■ Exercise requirements: Print exactly the lines below between the line holding "block size limit)." and the line holding "impl std::fmt::Display for", inclusive, and nothing more.

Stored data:
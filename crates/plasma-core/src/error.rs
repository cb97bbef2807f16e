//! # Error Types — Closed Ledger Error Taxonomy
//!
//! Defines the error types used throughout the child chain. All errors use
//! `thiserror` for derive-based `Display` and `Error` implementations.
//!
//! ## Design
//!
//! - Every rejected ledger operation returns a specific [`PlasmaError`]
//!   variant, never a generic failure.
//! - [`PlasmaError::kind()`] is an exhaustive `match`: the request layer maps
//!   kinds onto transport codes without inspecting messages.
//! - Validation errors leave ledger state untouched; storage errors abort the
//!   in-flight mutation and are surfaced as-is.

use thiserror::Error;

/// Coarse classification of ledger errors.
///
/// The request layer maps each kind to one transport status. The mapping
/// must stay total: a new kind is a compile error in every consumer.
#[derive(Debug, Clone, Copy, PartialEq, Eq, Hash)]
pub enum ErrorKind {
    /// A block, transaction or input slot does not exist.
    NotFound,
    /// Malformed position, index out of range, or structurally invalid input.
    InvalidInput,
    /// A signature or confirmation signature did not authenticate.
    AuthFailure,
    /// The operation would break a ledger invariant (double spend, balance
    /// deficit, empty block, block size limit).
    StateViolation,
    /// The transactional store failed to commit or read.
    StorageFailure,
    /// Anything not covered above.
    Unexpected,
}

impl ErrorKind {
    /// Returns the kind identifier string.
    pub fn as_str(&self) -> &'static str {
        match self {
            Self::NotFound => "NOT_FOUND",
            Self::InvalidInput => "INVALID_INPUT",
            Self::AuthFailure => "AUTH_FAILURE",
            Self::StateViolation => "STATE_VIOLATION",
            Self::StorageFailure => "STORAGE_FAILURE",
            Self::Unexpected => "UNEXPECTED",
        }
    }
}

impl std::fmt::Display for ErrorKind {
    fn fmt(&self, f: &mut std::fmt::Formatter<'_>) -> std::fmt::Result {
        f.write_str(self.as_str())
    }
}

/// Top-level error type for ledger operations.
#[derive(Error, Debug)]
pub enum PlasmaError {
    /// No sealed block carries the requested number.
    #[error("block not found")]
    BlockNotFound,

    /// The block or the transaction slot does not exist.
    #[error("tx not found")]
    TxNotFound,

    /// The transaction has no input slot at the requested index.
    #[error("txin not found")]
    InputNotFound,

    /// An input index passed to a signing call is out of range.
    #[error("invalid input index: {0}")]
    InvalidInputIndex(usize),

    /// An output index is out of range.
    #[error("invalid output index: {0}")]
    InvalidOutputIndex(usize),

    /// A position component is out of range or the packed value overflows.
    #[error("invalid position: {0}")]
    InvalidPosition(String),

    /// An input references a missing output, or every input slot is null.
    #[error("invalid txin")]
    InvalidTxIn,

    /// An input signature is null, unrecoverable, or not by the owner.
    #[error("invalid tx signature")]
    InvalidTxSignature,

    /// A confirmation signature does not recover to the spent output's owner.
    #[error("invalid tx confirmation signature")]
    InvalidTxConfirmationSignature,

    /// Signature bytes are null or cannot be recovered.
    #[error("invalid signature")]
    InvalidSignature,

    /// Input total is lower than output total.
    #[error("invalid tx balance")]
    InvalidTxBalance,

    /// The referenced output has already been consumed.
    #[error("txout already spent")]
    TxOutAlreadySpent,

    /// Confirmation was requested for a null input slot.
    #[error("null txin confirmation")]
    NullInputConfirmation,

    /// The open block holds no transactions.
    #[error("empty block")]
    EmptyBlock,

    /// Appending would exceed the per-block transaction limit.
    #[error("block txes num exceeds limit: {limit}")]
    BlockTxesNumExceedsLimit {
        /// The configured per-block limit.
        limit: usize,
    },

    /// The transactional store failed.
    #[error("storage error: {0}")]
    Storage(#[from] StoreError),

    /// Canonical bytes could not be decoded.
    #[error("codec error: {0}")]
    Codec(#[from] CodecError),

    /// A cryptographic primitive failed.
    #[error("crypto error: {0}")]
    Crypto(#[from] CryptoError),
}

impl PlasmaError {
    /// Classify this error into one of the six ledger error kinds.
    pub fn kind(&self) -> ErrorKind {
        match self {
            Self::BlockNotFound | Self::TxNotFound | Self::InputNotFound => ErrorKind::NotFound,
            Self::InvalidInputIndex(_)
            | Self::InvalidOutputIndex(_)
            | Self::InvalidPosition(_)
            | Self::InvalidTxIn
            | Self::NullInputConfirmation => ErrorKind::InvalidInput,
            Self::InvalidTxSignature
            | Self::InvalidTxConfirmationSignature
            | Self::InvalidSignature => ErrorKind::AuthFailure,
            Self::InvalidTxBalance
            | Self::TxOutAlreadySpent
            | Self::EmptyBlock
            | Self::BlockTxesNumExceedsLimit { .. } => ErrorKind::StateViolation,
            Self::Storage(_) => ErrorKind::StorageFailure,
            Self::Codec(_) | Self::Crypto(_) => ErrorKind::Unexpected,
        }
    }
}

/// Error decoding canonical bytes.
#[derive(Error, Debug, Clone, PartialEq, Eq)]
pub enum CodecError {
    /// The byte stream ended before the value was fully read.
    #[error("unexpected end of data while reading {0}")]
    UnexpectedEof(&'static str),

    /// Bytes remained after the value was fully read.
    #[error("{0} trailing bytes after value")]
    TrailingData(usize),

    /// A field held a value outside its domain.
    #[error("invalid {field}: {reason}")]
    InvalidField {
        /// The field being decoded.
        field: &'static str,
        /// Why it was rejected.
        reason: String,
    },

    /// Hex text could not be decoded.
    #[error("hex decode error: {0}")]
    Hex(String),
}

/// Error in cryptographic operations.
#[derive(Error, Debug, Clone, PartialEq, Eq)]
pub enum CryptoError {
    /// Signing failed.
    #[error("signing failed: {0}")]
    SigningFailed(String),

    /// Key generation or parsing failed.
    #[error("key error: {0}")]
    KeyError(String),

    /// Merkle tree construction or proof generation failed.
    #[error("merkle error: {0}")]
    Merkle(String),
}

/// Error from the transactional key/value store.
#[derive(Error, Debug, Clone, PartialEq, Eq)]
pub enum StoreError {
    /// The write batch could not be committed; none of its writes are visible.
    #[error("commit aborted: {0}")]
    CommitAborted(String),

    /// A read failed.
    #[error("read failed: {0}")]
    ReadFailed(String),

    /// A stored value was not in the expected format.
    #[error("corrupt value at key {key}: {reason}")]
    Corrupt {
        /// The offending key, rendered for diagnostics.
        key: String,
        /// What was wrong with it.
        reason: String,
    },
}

■ Solution:
    /// deficit, empty block, block size limit).
    StateViolation,
    /// The transactional store failed to commit or read.
    StorageFailure,
    /// Anything not covered above.
    Unexpected,
}

impl ErrorKind {
    /// Returns the kind identifier string.
    pub fn as_str(&self) -> &'static str {
        match self {
            Self::NotFound => "NOT_FOUND",
            Self::InvalidInput => "INVALID_INPUT",
            Self::AuthFailure => "AUTH_FAILURE",
            Self::StateViolation => "STATE_VIOLATION",
            Self::StorageFailure => "STORAGE_FAILURE",
            Self::Unexpected => "UNEXPECTED",
        }
    }
}

impl std::fmt::Display for ErrorKind {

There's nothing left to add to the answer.